Since the isolation of graphene, two-dimensional (2D) materials have attracted increasing interest because of their excellent chemical and physical properties, as well as promising applications. Nonetheless, particular challenges persist in their further development, particularly in the effective identification of diverse 2D materials, the domains of large-scale and high-precision characterization, also intelligent function prediction and design.

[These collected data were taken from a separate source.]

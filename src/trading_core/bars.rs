//! Bars, bounded bar history and rolling statistics
//!
//! Every bar pushed into a [`BarHistory`] receives a monotonically increasing
//! sequence index. All age and timeout arithmetic elsewhere in the engine is done
//! on these indices, never on positions inside the (pruned) backing vector.

use chrono::{DateTime, Utc};
use serde::{Deserialize, Serialize};
use std::collections::VecDeque;

/// OHLCV bar for one instrument
#[derive(Debug, Clone, PartialEq, Serialize, Deserialize)]
pub struct Bar {
    pub timestamp: DateTime<Utc>,
    pub open: f64,
    pub high: f64,
    pub low: f64,
    pub close: f64,
    #[serde(default)]
    pub volume: u64,
    #[serde(default)]
    pub symbol: String,
    #[serde(default = "default_timeframe")]
    pub timeframe: String,
}

fn default_timeframe() -> String {
    "1m".to_string()
}

impl Bar {
    pub fn new(timestamp: DateTime<Utc>, open: f64, high: f64, low: f64, close: f64, volume: u64) -> Self {
        Self {
            timestamp,
            open,
            high,
            low,
            close,
            volume,
            symbol: String::new(),
            timeframe: default_timeframe(),
        }
    }

    pub fn with_symbol(mut self, symbol: &str) -> Self {
        self.symbol = symbol.to_string();
        self
    }

    pub fn body(&self) -> f64 {
        (self.close - self.open).abs()
    }

    pub fn range(&self) -> f64 {
        self.high - self.low
    }

    pub fn is_bullish(&self) -> bool {
        self.close > self.open
    }

    pub fn is_bearish(&self) -> bool {
        self.close < self.open
    }

    pub fn upper_wick(&self) -> f64 {
        self.high - self.open.max(self.close)
    }

    pub fn lower_wick(&self) -> f64 {
        self.open.min(self.close) - self.low
    }

    /// Body as a fraction of total range, `None` for zero-range bars
    pub fn body_ratio(&self) -> Option<f64> {
        let range = self.range();
        if range > 0.0 {
            Some(self.body() / range)
        } else {
            None
        }
    }

    /// True range against the previous close
    pub fn true_range(&self, prev_close: Option<f64>) -> f64 {
        match prev_close {
            Some(pc) => self
                .range()
                .max((self.high - pc).abs())
                .max((self.low - pc).abs()),
            None => self.range(),
        }
    }

    /// Finite prices, high >= low, open and close inside the range
    pub fn is_well_formed(&self) -> bool {
        let prices = [self.open, self.high, self.low, self.close];
        if prices.iter().any(|p| !p.is_finite()) {
            return false;
        }
        self.high >= self.low
            && self.open <= self.high
            && self.open >= self.low
            && self.close <= self.high
            && self.close >= self.low
    }
}

/// Convert a price distance to ticks
pub fn to_ticks(distance: f64, tick_size: f64) -> f64 {
    if tick_size > 0.0 {
        distance / tick_size
    } else {
        0.0
    }
}

/// Round a price to the nearest tick
pub fn round_to_tick(price: f64, tick_size: f64) -> f64 {
    if tick_size > 0.0 {
        (price / tick_size).round() * tick_size
    } else {
        price
    }
}

/// Average true range over a slice (first bar only seeds the previous close)
pub fn calculate_atr(bars: &[Bar]) -> f64 {
    if bars.len() < 2 {
        return if let Some(bar) = bars.first() {
            bar.range()
        } else {
            0.0
        };
    }

    let mut sum_tr = 0.0;
    let mut prev_close = bars[0].close;

    for bar in bars.iter().skip(1) {
        sum_tr += bar.true_range(Some(prev_close));
        prev_close = bar.close;
    }

    sum_tr / (bars.len() - 1) as f64
}

/// Bounded bar history with absolute sequence indices
#[derive(Debug, Clone)]
pub struct BarHistory {
    bars: Vec<Bar>,
    /// Sequence index of `bars[0]`
    first_index: usize,
    capacity: usize,
}

impl BarHistory {
    pub fn new(capacity: usize) -> Self {
        Self {
            bars: Vec::with_capacity(capacity),
            first_index: 0,
            capacity: capacity.max(1),
        }
    }

    /// Append a bar and return its sequence index
    pub fn push(&mut self, bar: Bar) -> usize {
        let index = self.first_index + self.bars.len();
        self.bars.push(bar);

        // Prune in batches so the backing vector isn't shifted on every bar
        let max_len = self.capacity + self.capacity / 2;
        if self.bars.len() > max_len {
            let excess = self.bars.len() - self.capacity;
            self.bars.drain(..excess);
            self.first_index += excess;
        }

        index
    }

    pub fn len(&self) -> usize {
        self.bars.len()
    }

    pub fn is_empty(&self) -> bool {
        self.bars.is_empty()
    }

    pub fn bars(&self) -> &[Bar] {
        &self.bars
    }

    pub fn first_index(&self) -> usize {
        self.first_index
    }

    pub fn last_index(&self) -> Option<usize> {
        if self.bars.is_empty() {
            None
        } else {
            Some(self.first_index + self.bars.len() - 1)
        }
    }

    pub fn last(&self) -> Option<&Bar> {
        self.bars.last()
    }

    pub fn get(&self, index: usize) -> Option<&Bar> {
        index
            .checked_sub(self.first_index)
            .and_then(|pos| self.bars.get(pos))
    }

    /// The most recent `n` bars and the sequence index of the first one
    pub fn window(&self, n: usize) -> (&[Bar], usize) {
        let start = self.bars.len().saturating_sub(n);
        (&self.bars[start..], self.first_index + start)
    }

    /// Like [`window`](Self::window) but excluding the newest bar
    pub fn window_before_last(&self, n: usize) -> (&[Bar], usize) {
        let end = self.bars.len().saturating_sub(1);
        let start = end.saturating_sub(n);
        (&self.bars[start..end], self.first_index + start)
    }
}

/// Fixed-period rolling mean
#[derive(Debug, Clone)]
pub struct RollingMean {
    samples: VecDeque<f64>,
    period: usize,
    sum: f64,
}

impl RollingMean {
    pub fn new(period: usize) -> Self {
        let period = period.max(1);
        Self {
            samples: VecDeque::with_capacity(period),
            period,
            sum: 0.0,
        }
    }

    pub fn push(&mut self, value: f64) {
        self.samples.push_back(value);
        self.sum += value;
        if self.samples.len() > self.period {
            if let Some(old) = self.samples.pop_front() {
                self.sum -= old;
            }
        }
    }

    /// True once `period` samples have been seen
    pub fn is_ready(&self) -> bool {
        self.samples.len() >= self.period
    }

    pub fn mean(&self) -> Option<f64> {
        if self.samples.is_empty() {
            None
        } else {
            Some(self.sum / self.samples.len() as f64)
        }
    }
}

These issues are mainly solved by computational techniques, such as density function theory and molecular dynamic simulation, which require powerful computational resources and high time consumption. The booming deep learning methods in recent years offer innovative insights and tools to address these challenges. This review comprehensively outlines the current progress of deep learning within the realm of 2D materials. Firstly, we will briefly introduce the basic concepts of deep learning and commonly used architectures, including convolutional neural and generative adversarial networks, as well as U-net models. Then, the characterization of 2D materials by deep learning methods will be discussed, including defects and materials identification, as well as automatic thickness characterization. Thirdly, the research progress for predicting the unique properties of 2D materials, involving electronic, mechanical, and thermodynamic features, will be evaluated succinctly. Lately, the current works on the inverse design of functional 2D materials will be presented. At last, we will look forward to the application prospects and opportunities of deep learning in other aspects of 2D materials. This review may offer some guidance to boost the understanding and employing novel 2D materials.

自从石墨烯被分离出来以来，二维（2D）材料因其优异的化学和物理性能以及广阔的应用前景而引起了越来越多的关注。尽管如此，它们的进一步发展仍然存在特殊的挑战，特别是在有效识别各种二维材料、大规模和高精度表征以及智能功能预测和设计领域。这些问题主要通过密度函数理论、分子动力学模拟等计算技术来解决，需要强大的计算资源和较高的时间消耗。近年来蓬勃发展的深度学习方法为应对这些挑战提供了创新的见解和工具。这篇综述全面概述了二维材料领域深度学习的当前进展。首先，我们将简要介绍深度学习的基本概念和常用架构，包括卷积神经网络和生成对抗网络，以及 U-net 模型。然后，将讨论通过深度学习方法表征二维材料，包括缺陷和材料识别，以及自动厚度表征。第三，将简要评估预测二维材料独特性能（涉及电子、机械和热力学特征）的研究进展。最近，将介绍功能性二维材料逆向设计的最新研究成果。最后我们展望一下深度学习在二维材料其他方面的应用前景和机会。这篇综述可能会为促进理解和使用新型二维材料提供一些指导。